▶ [Task description]
How many lines in the entries below include the string "label"? Answer with the number only.

(Records from a collection)
____

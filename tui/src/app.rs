//! Checklist TUI application state machine.
//!
//! Tracks which tab is showing, which row is selected, and the transient
//! status line. It does not touch the store; key handling produces an
//! [`AppAction`] that the runner applies.

use cafe_manual_core::types::Period;


// ---------------------------------------------------------------------------
// Tab
// ---------------------------------------------------------------------------

/// The four tabs across the top of the screen.
#[derive(Debug, Clone, Copy, PartialEq, Eq)]
pub enum Tab {
    Daily,
    Weekly,
    Monthly,
    History,
}


impl Tab {
    pub const ALL: [Tab; 4] = [Tab::Daily, Tab::Weekly, Tab::Monthly, Tab::History];

    pub fn label(&self) -> &'static str {
        match self {
            Tab::Daily => "Daily",
            Tab::Weekly => "Weekly",
            Tab::Monthly => "Monthly",
            Tab::History => "History",
        }
    }

    /// The checklist period shown on this tab. `None` for History.
    pub fn period(&self) -> Option<Period> {
        match self {
            Tab::Daily => Some(Period::Daily),
            Tab::Weekly => Some(Period::Weekly),
            Tab::Monthly => Some(Period::Monthly),
            Tab::History => None,
        }
    }

    pub fn index(&self) -> usize {
        Tab::ALL.iter().position(|t| t == self).unwrap_or(0)
    }

    pub fn next(&self) -> Tab {
        Tab::ALL[(self.index() + 1) % Tab::ALL.len()]
    }

    pub fn prev(&self) -> Tab {
        Tab::ALL[(self.index() + Tab::ALL.len() - 1) % Tab::ALL.len()]
    }
}


// ---------------------------------------------------------------------------
// AppState
// ---------------------------------------------------------------------------

/// The current view the user is looking at.
#[derive(Debug, Clone, PartialEq)]
pub enum AppState {
    /// Tabbed checklist / history view.
    Browse,
    /// Key binding overlay.
    Help,
}


impl AppState {
    /// Return a short label for this state, suitable for display in headers.
    pub fn label(&self) -> &str {
        match self {
            AppState::Browse => "browse",
            AppState::Help => "help",
        }
    }
}


// ---------------------------------------------------------------------------
// AppAction
// ---------------------------------------------------------------------------

/// An action produced by the application in response to user input.
#[derive(Debug, Clone, PartialEq)]
pub enum AppAction {
    /// Quit the application.
    Quit,
    /// Flip completion of the task at `index` in `period`.
    ToggleTask { period: Period, index: usize },
    /// Flip the edit-mode setting.
    ToggleEditMode,
    /// Select the next row.
    SelectNext,
    /// Select the previous row.
    SelectPrev,
}


// ---------------------------------------------------------------------------
// App
// ---------------------------------------------------------------------------

pub struct App {
    /// Current view state.
    pub state: AppState,
    /// Tab shown in the browse view.
    pub tab: Tab,
    /// Index of the currently selected row.
    pub selected_index: usize,
    /// Transient status message with the time (ms) it was set.
    status_message: Option<(String, u64)>,
    /// Time-to-live for status messages in milliseconds.
    status_ttl_ms: u64,
}


impl App {
    pub fn new() -> Self {
        App {
            state: AppState::Browse,
            tab: Tab::Daily,
            selected_index: 0,
            status_message: None,
            status_ttl_ms: 5000,
        }
    }

    // -------------------------------------------------------------------
    // Navigation
    // -------------------------------------------------------------------

    /// Switch tabs, resetting the selection.
    pub fn set_tab(&mut self, tab: Tab) {
        self.tab = tab;
        self.selected_index = 0;
    }

    pub fn next_tab(&mut self) {
        self.set_tab(self.tab.next());
    }

    pub fn prev_tab(&mut self) {
        self.set_tab(self.tab.prev());
    }

    // -------------------------------------------------------------------
    // Status messages
    // -------------------------------------------------------------------

    /// Set a transient status message with the given timestamp.
    pub fn set_status(&mut self, msg: &str, now_ms: u64) {
        self.status_message = Some((msg.to_string(), now_ms));
    }

    /// Clear the status message if it has expired relative to `now_ms`.
    pub fn clear_expired_status(&mut self, now_ms: u64) {
        if let Some((_, created)) = &self.status_message {
            if now_ms.saturating_sub(*created) >= self.status_ttl_ms {
                self.status_message = None;
            }
        }
    }

    /// Return the current status message, if any.
    pub fn status_message(&self) -> Option<&str> {
        self.status_message.as_ref().map(|(msg, _)| msg.as_str())
    }

    // -------------------------------------------------------------------
    // Input processing
    // -------------------------------------------------------------------

    /// Process a key event and return an optional action.
    pub fn handle_key(&mut self, key: Key) -> Option<AppAction> {
        match self.state {
            AppState::Help => self.handle_help_key(key),
            AppState::Browse => self.handle_browse_key(key),
        }
    }

    fn handle_help_key(&mut self, key: Key) -> Option<AppAction> {
        match key {
            Key::Char('q') | Key::Char('?') | Key::Escape | Key::Enter => {
                self.state = AppState::Browse;
                None
            }
            _ => None,
        }
    }

    fn handle_browse_key(&mut self, key: Key) -> Option<AppAction> {
        match key {
            Key::Char('q') | Key::Escape => Some(AppAction::Quit),
            Key::Char('?') => {
                self.state = AppState::Help;
                None
            }
            Key::Char('j') | Key::Down => Some(AppAction::SelectNext),
            Key::Char('k') | Key::Up => Some(AppAction::SelectPrev),
            Key::Tab | Key::Char('l') | Key::Right => {
                self.next_tab();
                None
            }
            Key::BackTab | Key::Char('h') | Key::Left => {
                self.prev_tab();
                None
            }
            Key::Char('1') => {
                self.set_tab(Tab::Daily);
                None
            }
            Key::Char('2') => {
                self.set_tab(Tab::Weekly);
                None
            }
            Key::Char('3') => {
                self.set_tab(Tab::Monthly);
                None
            }
            Key::Char('4') => {
                self.set_tab(Tab::History);
                None
            }
            Key::Char(' ') | Key::Enter => self.tab.period().map(|period| AppAction::ToggleTask {
                period,
                index: self.selected_index,
            }),
            Key::Char('e') => Some(AppAction::ToggleEditMode),
            _ => None,
        }
    }

    // -------------------------------------------------------------------
    // Selection helpers
    // -------------------------------------------------------------------

    /// Move the selection index up, clamping to 0.
    pub fn select_prev(&mut self) {
        self.selected_index = self.selected_index.saturating_sub(1);
    }

    /// Move the selection index down, clamping to `max_index`.
    pub fn select_next(&mut self, max_index: usize) {
        if self.selected_index < max_index {
            self.selected_index += 1;
        }
    }

    /// Pull the selection back inside a list of `len` rows.
    pub fn clamp_selection(&mut self, len: usize) {
        self.selected_index = self.selected_index.min(len.saturating_sub(1));
    }
}


impl Default for App {
    fn default() -> Self {
        Self::new()
    }
}


// ---------------------------------------------------------------------------
// Key
// ---------------------------------------------------------------------------

/// A simplified key event for the TUI.
#[derive(Debug, Clone, PartialEq)]
pub enum Key {
    Char(char),
    Enter,
    Tab,
    BackTab,
    Escape,
    Backspace,
    Up,
    Down,
    Left,
    Right,
    Home,
    End,
    Ctrl(char),
    Other,
}


// ---------------------------------------------------------------------------
// Tests
// ---------------------------------------------------------------------------

#[cfg(test)]
mod tests {
    use super::*;

    // --- Construction ---

    #[test]
    fn new_starts_on_daily_tab() {
        let app = App::new();
        assert_eq!(app.state, AppState::Browse);
        assert_eq!(app.tab, Tab::Daily);
        assert_eq!(app.selected_index, 0);
        assert!(app.status_message().is_none());
    }

    #[test]
    fn default_is_new() {
        let app = App::default();
        assert_eq!(app.tab, Tab::Daily);
    }

    // --- Tabs ---

    #[test]
    fn tab_cycle_wraps() {
        assert_eq!(Tab::Daily.next(), Tab::Weekly);
        assert_eq!(Tab::History.next(), Tab::Daily);
        assert_eq!(Tab::Daily.prev(), Tab::History);
        assert_eq!(Tab::Monthly.prev(), Tab::Weekly);
    }

    #[test]
    fn tab_periods() {
        assert_eq!(Tab::Daily.period(), Some(Period::Daily));
        assert_eq!(Tab::Monthly.period(), Some(Period::Monthly));
        assert_eq!(Tab::History.period(), None);
    }

    #[test]
    fn tab_keys_switch_and_reset_selection() {
        let mut app = App::new();
        app.selected_index = 3;
        assert_eq!(app.handle_key(Key::Tab), None);
        assert_eq!(app.tab, Tab::Weekly);
        assert_eq!(app.selected_index, 0);
        app.handle_key(Key::Char('l'));
        assert_eq!(app.tab, Tab::Monthly);
        app.handle_key(Key::BackTab);
        assert_eq!(app.tab, Tab::Weekly);
        app.handle_key(Key::Char('h'));
        assert_eq!(app.tab, Tab::Daily);
        app.handle_key(Key::Char('4'));
        assert_eq!(app.tab, Tab::History);
    }

    // --- Browse keys ---

    #[test]
    fn quit_keys() {
        let mut app = App::new();
        assert_eq!(app.handle_key(Key::Char('q')), Some(AppAction::Quit));
        assert_eq!(app.handle_key(Key::Escape), Some(AppAction::Quit));
    }

    #[test]
    fn selection_keys() {
        let mut app = App::new();
        assert_eq!(app.handle_key(Key::Char('j')), Some(AppAction::SelectNext));
        assert_eq!(app.handle_key(Key::Down), Some(AppAction::SelectNext));
        assert_eq!(app.handle_key(Key::Char('k')), Some(AppAction::SelectPrev));
        assert_eq!(app.handle_key(Key::Up), Some(AppAction::SelectPrev));
    }

    #[test]
    fn space_and_enter_toggle_selected_task() {
        let mut app = App::new();
        app.set_tab(Tab::Weekly);
        app.selected_index = 2;
        let expected = Some(AppAction::ToggleTask { period: Period::Weekly, index: 2 });
        assert_eq!(app.handle_key(Key::Char(' ')), expected);
        assert_eq!(app.handle_key(Key::Enter), expected);
    }

    #[test]
    fn toggle_does_nothing_on_history_tab() {
        let mut app = App::new();
        app.set_tab(Tab::History);
        assert_eq!(app.handle_key(Key::Char(' ')), None);
    }

    #[test]
    fn edit_mode_key() {
        let mut app = App::new();
        assert_eq!(app.handle_key(Key::Char('e')), Some(AppAction::ToggleEditMode));
    }

    #[test]
    fn unhandled_key_returns_none() {
        let mut app = App::new();
        assert_eq!(app.handle_key(Key::Char('z')), None);
        assert_eq!(app.handle_key(Key::Other), None);
    }

    // --- Help ---

    #[test]
    fn help_opens_and_closes() {
        let mut app = App::new();
        app.handle_key(Key::Char('?'));
        assert_eq!(app.state, AppState::Help);
        assert_eq!(app.state.label(), "help");
        // keys other than close are swallowed
        assert_eq!(app.handle_key(Key::Char('j')), None);
        assert_eq!(app.handle_key(Key::Char('q')), None);
        assert_eq!(app.state, AppState::Browse);
    }

    // --- Selection helpers ---

    #[test]
    fn select_next_clamps_at_max() {
        let mut app = App::new();
        app.select_next(1);
        app.select_next(1);
        assert_eq!(app.selected_index, 1);
    }

    #[test]
    fn select_prev_clamps_at_zero() {
        let mut app = App::new();
        app.select_prev();
        assert_eq!(app.selected_index, 0);
    }

    #[test]
    fn clamp_selection_to_shorter_list() {
        let mut app = App::new();
        app.selected_index = 5;
        app.clamp_selection(3);
        assert_eq!(app.selected_index, 2);
        app.clamp_selection(0);
        assert_eq!(app.selected_index, 0);
    }

    // --- Status ---

    #[test]
    fn status_expires_after_ttl() {
        let mut app = App::new();
        app.set_status("Saved", 1000);
        app.clear_expired_status(5999);
        assert_eq!(app.status_message(), Some("Saved"));
        app.clear_expired_status(6000);
        assert!(app.status_message().is_none());
    }
}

____

▶ [Solution below]
4